(Available records)
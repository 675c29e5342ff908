pub mod money;
pub mod validation;
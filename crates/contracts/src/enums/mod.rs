pub mod order_status;
pub mod product_category;

pub use order_status::OrderStatus;
pub use product_category::ProductCategory;
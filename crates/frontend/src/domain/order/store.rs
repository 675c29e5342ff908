//! Order store and status state machine
//!
//! Owns the loaded order list. Status changes apply optimistically and the
//! server acknowledgment only decides which notification is emitted; delete
//! is rejected locally unless the order is still pending.

use contracts::domain::order::aggregate::OrderStats;
use contracts::domain::order::{Order, OrderDraft, OrderEditForm, OrderId};
use contracts::enums::order_status::StatusFilter;
use contracts::enums::OrderStatus;
use contracts::shared::validation::FieldErrors;
use leptos::logging::log;
use leptos::prelude::*;

use super::api;
use crate::shared::confirm::confirm;
use crate::shared::fetch_seq::FetchSequence;
use crate::shared::notify::Notifier;

/// Conjunctive filter: an order must satisfy both the status filter and the
/// case-insensitive search over order number, customer name and email.
pub fn filter_orders(orders: &[Order], status: StatusFilter, search: &str) -> Vec<Order> {
    orders
        .iter()
        .filter(|o| status.matches(o.status) && o.matches_search(search))
        .cloned()
        .collect()
}

#[derive(Clone, Copy)]
pub struct OrderStore {
    pub orders: RwSignal<Vec<Order>>,
    pub loading: RwSignal<bool>,
    pub status_filter: RwSignal<StatusFilter>,
    pub search: RwSignal<String>,
    seq: StoredValue<FetchSequence>,
    notifier: Notifier,
}

impl OrderStore {
    pub fn new(notifier: Notifier) -> Self {
        Self {
            orders: RwSignal::new(Vec::new()),
            loading: RwSignal::new(false),
            status_filter: RwSignal::new(StatusFilter::All),
            search: RwSignal::new(String::new()),
            seq: StoredValue::new(FetchSequence::new()),
            notifier,
        }
    }

    /// Orders to render under the active filter
    pub fn visible(&self) -> Vec<Order> {
        let status = self.status_filter.get();
        let search = self.search.get();
        self.orders
            .with(|items| filter_orders(items, status, &search))
    }

    pub fn stats(&self) -> OrderStats {
        self.orders.with(|items| OrderStats::from_orders(items))
    }

    /// Issue a list fetch with last-request-wins semantics
    pub fn load(&self) {
        let mut ticket = 0;
        self.seq.update_value(|seq| ticket = seq.begin());

        let store = *self;
        let status = self.status_filter.get_untracked();
        let search = self.search.get_untracked();
        self.loading.set(true);

        wasm_bindgen_futures::spawn_local(async move {
            let result = api::list(status, &search).await;
            let current = store.seq.with_value(|seq| seq.is_current(ticket));
            if !current {
                log!("Discarding stale order list response");
                return;
            }
            match result {
                Ok(items) => store.orders.set(items),
                Err(e) => log!("Failed to load orders: {}", e),
            }
            store.loading.set(false);
        });
    }

    /// Status-filter changes take effect immediately
    pub fn set_status_filter(&self, status: StatusFilter) {
        self.status_filter.set(status);
        self.load();
    }

    /// Apply a debounced search commit
    pub fn commit_search(&self, text: String) {
        if self.search.get_untracked() == text {
            return;
        }
        self.search.set(text);
        self.load();
    }

    /// Create an order from a validated draft. Field errors block the
    /// network call; on acknowledgment the new order is prepended (newest
    /// first) and the outcome notified.
    pub fn create_from_draft(&self, draft: &OrderDraft) -> Result<(), FieldErrors> {
        let errors = draft.validate();
        if !errors.is_empty() {
            return Err(errors);
        }
        let payload = draft.to_payload();
        let store = *self;
        wasm_bindgen_futures::spawn_local(async move {
            match api::create(&payload).await {
                Ok(order) => {
                    store.orders.update(|items| items.insert(0, order));
                    store.notifier.success("Order created successfully!");
                }
                Err(e) => {
                    log!("Create order failed: {}", e);
                    store.notifier.error("Failed to create order");
                }
            }
        });
        Ok(())
    }

    /// Operator selected a new status for an order. The local copy updates
    /// immediately; the server acknowledgment only decides the
    /// notification. Transitions out of a terminal status are rejected
    /// without a network call.
    pub fn update_status(&self, id: OrderId, next: OrderStatus) {
        let mut rejected: Option<String> = None;
        let mut changed = false;
        self.orders.update(|items| {
            if let Some(order) = items.iter_mut().find(|o| o.id == id) {
                if order.status == next {
                    return;
                }
                match order.transition_to(next) {
                    Ok(()) => changed = true,
                    Err(e) => rejected = Some(e.to_string()),
                }
            }
        });

        if let Some(message) = rejected {
            self.notifier.error(message);
            return;
        }
        if !changed {
            return;
        }

        let store = *self;
        wasm_bindgen_futures::spawn_local(async move {
            match api::update_status(id, next).await {
                Ok(updated) => {
                    store.orders.update(|items| {
                        if let Some(slot) = items.iter_mut().find(|o| o.id == id) {
                            *slot = updated;
                        }
                    });
                    store.notifier.success("Order status updated successfully!");
                }
                Err(e) => {
                    log!("Update order status failed: {}", e);
                    store.notifier.error("Failed to update order status");
                }
            }
        });
    }

    /// Edit customer details and notes of an existing order. Applies the
    /// edit to the local copy immediately; the server copy replaces it on
    /// acknowledgment.
    pub fn update_details(&self, id: OrderId, form: &OrderEditForm) -> Result<(), FieldErrors> {
        let errors = form.validate();
        if !errors.is_empty() {
            return Err(errors);
        }
        self.orders.update(|items| {
            if let Some(order) = items.iter_mut().find(|o| o.id == id) {
                form.apply_to(order);
            }
        });
        let form = form.clone();
        let store = *self;
        wasm_bindgen_futures::spawn_local(async move {
            match api::update_details(id, &form).await {
                Ok(updated) => {
                    store.orders.update(|items| {
                        if let Some(slot) = items.iter_mut().find(|o| o.id == id) {
                            *slot = updated;
                        }
                    });
                    store.notifier.success("Order updated successfully!");
                }
                Err(e) => {
                    log!("Update order failed: {}", e);
                    store.notifier.error("Failed to update order");
                }
            }
        });
        Ok(())
    }

    /// Delete an order. Allowed only while pending, and gated behind an
    /// operator confirmation; a non-pending order is rejected without any
    /// network call.
    pub fn delete(&self, id: OrderId) {
        let deletable = self
            .orders
            .with_untracked(|items| items.iter().find(|o| o.id == id).map(|o| o.can_delete()));
        match deletable {
            Some(true) => {}
            Some(false) => {
                self.notifier.error("Only pending orders can be deleted");
                return;
            }
            None => return,
        }
        if !confirm("Are you sure you want to delete this order?") {
            return;
        }

        let store = *self;
        wasm_bindgen_futures::spawn_local(async move {
            match api::delete(id).await {
                Ok(()) => {
                    store.orders.update(|items| items.retain(|o| o.id != id));
                    store.notifier.success("Order deleted successfully!");
                }
                Err(e) => {
                    log!("Delete order failed: {}", e);
                    store.notifier.error("Failed to delete order");
                }
            }
        });
    }
}

#[cfg(test)]
mod tests {
    use super::*;
    use chrono::Utc;
    use contracts::domain::order::aggregate::generate_order_number;

    fn order(number: &str, name: &str, email: &str, status: OrderStatus) -> Order {
        Order {
            id: OrderId::new_v4(),
            order_number: number.to_string(),
            customer_name: name.to_string(),
            customer_email: email.to_string(),
            customer_phone: String::new(),
            customer_address: "addr".to_string(),
            status,
            total_amount: "0.00".to_string(),
            notes: String::new(),
            items: Vec::new(),
            items_count: 0,
            created_at: Utc::now(),
            updated_at: Utc::now(),
        }
    }

    #[test]
    fn test_filter_is_conjunctive() {
        let orders = vec![
            order(
                "ORD-20250817-1001",
                "John Doe",
                "john@example.com",
                OrderStatus::Pending,
            ),
            order(
                "ORD-20250817-1002",
                "Jane Smith",
                "jane@example.com",
                OrderStatus::Confirmed,
            ),
        ];

        // Search matches both, status narrows to one
        let result = filter_orders(&orders, StatusFilter::Only(OrderStatus::Pending), "ord-");
        assert_eq!(result.len(), 1);
        assert_eq!(result[0].customer_name, "John Doe");

        // Status matches, search does not
        let result = filter_orders(&orders, StatusFilter::Only(OrderStatus::Pending), "jane");
        assert!(result.is_empty());
    }

    #[test]
    fn test_filter_searches_number_name_and_email() {
        let orders = vec![order(
            "ORD-20250817-1001",
            "John Doe",
            "john@example.com",
            OrderStatus::Pending,
        )];
        assert_eq!(filter_orders(&orders, StatusFilter::All, "1001").len(), 1);
        assert_eq!(filter_orders(&orders, StatusFilter::All, "JOHN D").len(), 1);
        assert_eq!(
            filter_orders(&orders, StatusFilter::All, "example.com").len(),
            1
        );
        assert!(filter_orders(&orders, StatusFilter::All, "nothing").is_empty());
    }

    #[test]
    fn test_generated_numbers_searchable() {
        let number = generate_order_number(Utc::now());
        let orders = vec![order(&number, "A", "a@b.co", OrderStatus::Pending)];
        assert_eq!(filter_orders(&orders, StatusFilter::All, "ord-").len(), 1);
    }
}
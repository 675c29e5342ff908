pub mod aggregate;
pub mod draft;
pub mod edit;

pub use aggregate::{generate_order_number, Order, OrderId, OrderItem, OrderStats, StatusTransitionError};
pub use draft::{DraftItem, OrderCreatePayload, OrderDraft};
pub use edit::OrderEditForm;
(End Available records)
### [Activity]
Quote every line from the beginning of the entries up to and including the line that contains "optimistically and the".

### [Solution for this exercise]
repository 675c29e5342ff908
pub mod money;
pub mod validation;
filename crates/contracts/src/enums/mod.rs
pub mod order_status;
pub mod product_category;

pub use order_status::OrderStatus;
pub use product_category::ProductCategory;
filename crates/frontend/src/domain/order/store.rs
repository 675c29e5342ff908
//! Order store and status state machine
//!
//! Owns the loaded order list. Status changes apply optimistically and the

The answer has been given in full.